Hillsborough and The Last Free Cat

The damning verdict on the police and their actions during and after the Hillsborough stadium tragedy has only confirmed what survivors and relatives of the deceased knew all along. But the nature and extent of the police cover-up has surprised millions more. Let's hope this will lead to a reexamination of decades of other cases of criminal police behaviour, from deaths in custody to attacks on legal demonstrations: police behaviour at Hillsborough was not an exception but the norm. Covering up illegal or oppressive acts (and frequently blaming the victims) is what the police do, not only in the UK but across the world. They do this secure in the knowledge that the powers-that-be will collude in the cover-ups. Why? Because when it comes down to it, the police are the private security force of the rich and powerful, fundamental to safeguarding their privileges and attacking their enemies.

The Last Free Cat has been described as a dystopia but much of what it describes is based on my own experiences of the here and now. One such experience - an anti-BNP march in Welling in 1993 - could well have turned into another Hillsborough were it not for the bravery of demonstrators facing down the Met.
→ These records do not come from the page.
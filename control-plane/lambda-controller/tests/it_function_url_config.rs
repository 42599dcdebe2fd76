use lambda_controller::aws::{self, LambdaApi};
use lambda_controller::crd::common::AwsResourceReferenceWrapper;
use lambda_controller::crd::function_url_config::{
    Cors, FunctionURLConfig, FunctionURLConfigSpec,
};
use lambda_controller::resources::FunctionUrlConfigManager;

mod common;
use common::{Harness, MemorySink, NS, uniq};

fn url_config(function_cr: &str) -> FunctionURLConfig {
    FunctionURLConfig::new(
        "public-url",
        FunctionURLConfigSpec {
            function_ref: Some(AwsResourceReferenceWrapper::named(function_cr)),
            auth_type: "NONE".into(),
            ..Default::default()
        },
    )
}

#[test_log::test(tokio::test)]
async fn url_config_is_created_with_a_url_in_status() {
    let h = Harness::new();
    let f = uniq("fn");
    h.seed_function(&f).await;
    h.refs.put_synced_function(NS, "f-cr", &f);
    let sink = MemorySink::new(url_config("f-cr"));

    h.settle(&FunctionUrlConfigManager, &sink).await.unwrap();
    assert!(sink.is_synced());
    let status = sink.status();
    assert!(
        status
            .function_url
            .as_deref()
            .is_some_and(|u| u.starts_with("https://") && u.contains(".lambda-url."))
    );
    assert_eq!(
        status.function_arn.as_deref(),
        Some(format!("arn:aws:lambda:us-west-2:111122223333:function:{f}").as_str())
    );
}

#[test_log::test(tokio::test)]
async fn auth_type_and_cors_follow_the_spec() {
    let h = Harness::new();
    let f = uniq("fn");
    h.seed_function(&f).await;
    h.refs.put_synced_function(NS, "f-cr", &f);
    let sink = MemorySink::new(url_config("f-cr"));
    h.settle(&FunctionUrlConfigManager, &sink).await.unwrap();

    sink.edit(|u| {
        u.spec.auth_type = "AWS_IAM".into();
        u.spec.cors = Some(Cors {
            allow_origins: Some(vec!["https://example.com".into()]),
            allow_methods: Some(vec!["GET".into()]),
            ..Default::default()
        });
    });
    h.settle(&FunctionUrlConfigManager, &sink).await.unwrap();
    let got = h.lambda.get_function_url_config(&f, None).await.unwrap();
    assert_eq!(got.auth_type, "AWS_IAM");
    assert_eq!(
        got.cors.as_ref().map(|c| c.allow_origins.clone()),
        Some(vec!["https://example.com".to_string()])
    );

    h.lambda.clear_calls().await;
    h.reconcile(&FunctionUrlConfigManager, &sink).await.unwrap();
    assert!(h.lambda.mutation_calls().await.is_empty());

    sink.edit(|u| u.spec.cors = None);
    h.settle(&FunctionUrlConfigManager, &sink).await.unwrap();
    let got = h.lambda.get_function_url_config(&f, None).await.unwrap();
    assert_eq!(got.cors, None::<aws::Cors>);
}

#[test_log::test(tokio::test)]
async fn url_config_is_deleted_even_after_its_function_cr_is_gone() {
    let h = Harness::new();
    let f = uniq("fn");
    h.seed_function(&f).await;
    h.refs.put_synced_function(NS, "f-cr", &f);
    let sink = MemorySink::new(url_config("f-cr"));
    h.settle(&FunctionUrlConfigManager, &sink).await.unwrap();

    // The Function CR is gone; the recorded function ARN identifies the URL.
    h.refs.remove("Function", NS, "f-cr");
    h.delete(&FunctionUrlConfigManager, &sink).await.unwrap();
    assert!(
        h.lambda
            .get_function_url_config(&f, None)
            .await
            .unwrap_err()
            .is_not_found()
    );
}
The police had agreed a route with demo organisers and at first everything proceeded normally: the protest was militant but disciplined and stuck to the agreed route. However, as demonstrators came down a narrow road, walled on both sides, the police formed a barrier at the front of the march and began to attack it, using truncheons and horses. Protestors fought back: if they hadn't, and the horses had stampeded through, I believe there is a real probability people would have been crushed to death.

Next day the papers were predictably full of photos of the rioting protesters, together with the usual knocking copy. The state had chosen to do the fascists a favour, not unusually, as the far right will always return it by dividing workers and deflecting anger away from the rich and powerful and onto various minorities.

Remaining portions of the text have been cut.